BBC's Sound Index is good, but we won't get the data

The BBC’s SoundIndex, currently in beta, lists the top 1,000 artists based on discussions crawled from Bebo, Last.fm, Google Groups, iTunes, MySpace and YouTube. The top five bands according to SoundIndex right now are Coldplay, Rihanna, The Ting Tings, Duffy and Mariah Carey, but the index is refreshed every six hours and you can also drill down to more long tail content by creating a profile. Here are the Top Ten artists for a 27-39 year old male who likes Electronica and Indie music, with Ladytron topping that particular chart.

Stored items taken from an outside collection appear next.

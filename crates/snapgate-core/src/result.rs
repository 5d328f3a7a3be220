//! Tri-state signal returned to the event's caller.

use crate::error::ReconcileError;

/// What the caller should do with the event after an operation ran.
#[derive(Debug)]
pub enum OperationResult {
    /// Nothing further to do for this event.
    Continue,
    /// Transient failure; redeliver the event (backoff is the caller's concern).
    RetryWithError(ReconcileError),
    /// The operation failed with `cause` and a best-effort status write
    /// recorded it on the subject record. The event is retried only if that
    /// write itself failed; otherwise processing stops and `cause` is dropped.
    RetryOrStop {
        cause: ReconcileError,
        status_write: Result<(), ReconcileError>,
    },
}

impl OperationResult {
    pub fn continue_processing() -> Self {
        OperationResult::Continue
    }

    pub fn retry_with_error(err: impl Into<ReconcileError>) -> Self {
        OperationResult::RetryWithError(err.into())
    }

    pub fn retry_on_error_or_stop(
        cause: ReconcileError,
        status_write: Result<(), ReconcileError>,
    ) -> Self {
        OperationResult::RetryOrStop {
            cause,
            status_write,
        }
    }

    /// Whether the event must be redelivered.
    pub fn requeue(&self) -> bool {
        match self {
            OperationResult::Continue => false,
            OperationResult::RetryWithError(_) => true,
            OperationResult::RetryOrStop { status_write, .. } => status_write.is_err(),
        }
    }

    /// Whether processing stopped after recording a failure.
    pub fn is_stop(&self) -> bool {
        matches!(
            self,
            OperationResult::RetryOrStop {
                status_write: Ok(()),
                ..
            }
        )
    }

    /// The error the caller should report when requeueing.
    pub fn error(&self) -> Option<&ReconcileError> {
        match self {
            OperationResult::Continue => None,
            OperationResult::RetryWithError(err) => Some(err),
            OperationResult::RetryOrStop {
                status_write: Err(err),
                ..
            } => Some(err),
            OperationResult::RetryOrStop { .. } => None,
        }
    }

    /// Failure underlying this result, whether or not it is retried.
    pub fn cause(&self) -> Option<&ReconcileError> {
        match self {
            OperationResult::Continue => None,
            OperationResult::RetryWithError(err) => Some(err),
            OperationResult::RetryOrStop { cause, .. } => Some(cause),
        }
    }

    /// Short label for logs and CLI output.
    pub fn label(&self) -> &'static str {
        match self {
            OperationResult::Continue => "continue",
            OperationResult::RetryWithError(_) => "retry",
            OperationResult::RetryOrStop { .. } if self.requeue() => "retry",
            OperationResult::RetryOrStop { .. } => "stop",
        }
    }
}

#[cfg(test)]
mod tests {
    use super::*;
    use snapgate_state::StoreError;

    fn missing_snapshot() -> ReconcileError {
        ReconcileError::MissingSnapshotReference {
            pipeline_run: "run".to_string(),
        }
    }

    #[test]
    fn test_continue_never_requeues() {
        let result = OperationResult::continue_processing();
        assert!(!result.requeue());
        assert!(!result.is_stop());
        assert!(result.error().is_none());
        assert_eq!(result.label(), "continue");
    }

    #[test]
    fn test_retry_with_error_requeues() {
        let result = OperationResult::retry_with_error(StoreError::Cancelled);
        assert!(result.requeue());
        assert!(result.error().is_some());
        assert_eq!(result.label(), "retry");
    }

    #[test]
    fn test_retry_or_stop_stops_when_status_written() {
        let result = OperationResult::retry_on_error_or_stop(missing_snapshot(), Ok(()));
        assert!(!result.requeue());
        assert!(result.is_stop());
        assert!(result.error().is_none());
        assert!(result.cause().is_some());
        assert_eq!(result.label(), "stop");
    }

    #[test]
    fn test_retry_or_stop_requeues_when_status_write_fails() {
        let result = OperationResult::retry_on_error_or_stop(
            missing_snapshot(),
            Err(StoreError::Backend("down".to_string()).into()),
        );
        assert!(result.requeue());
        assert!(!result.is_stop());
        assert!(matches!(result.error(), Some(ReconcileError::Store(_))));
        assert_eq!(result.label(), "retry");
    }
}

The more blog mentions, comments, plays, downloads and profile views an artist or track has, the higher up the Sound Index they are. So, the Sound Index is a music buzz index controlled entirely by the public. You can also limit it to one source like Last.fm. It’s similar to Songkick’s “Battle Of The Bands,” but Songkick uses different data, so the results are different again.

The muscle behind this is IBM’s Semantic Super Computing and the UK’s NovaRising and the project was devised by BBC Switch, BBC’s new teen service delivering content to 12 to 17-year-olds across multiple platforms, TV, Radio 1 and online.

So what what needs to happen now is that the BBC needs to release some of this data, perhaps on a platform, so that UK startups like Songkick can incorporate it into their service. But I guess they are safe – the commercial partners may not like that – so the BBC proves once more why Google was not built here. Trebles all round!

Update, 4 June: I now learn that the whole edifice will be shut down in July as it was only a beta test.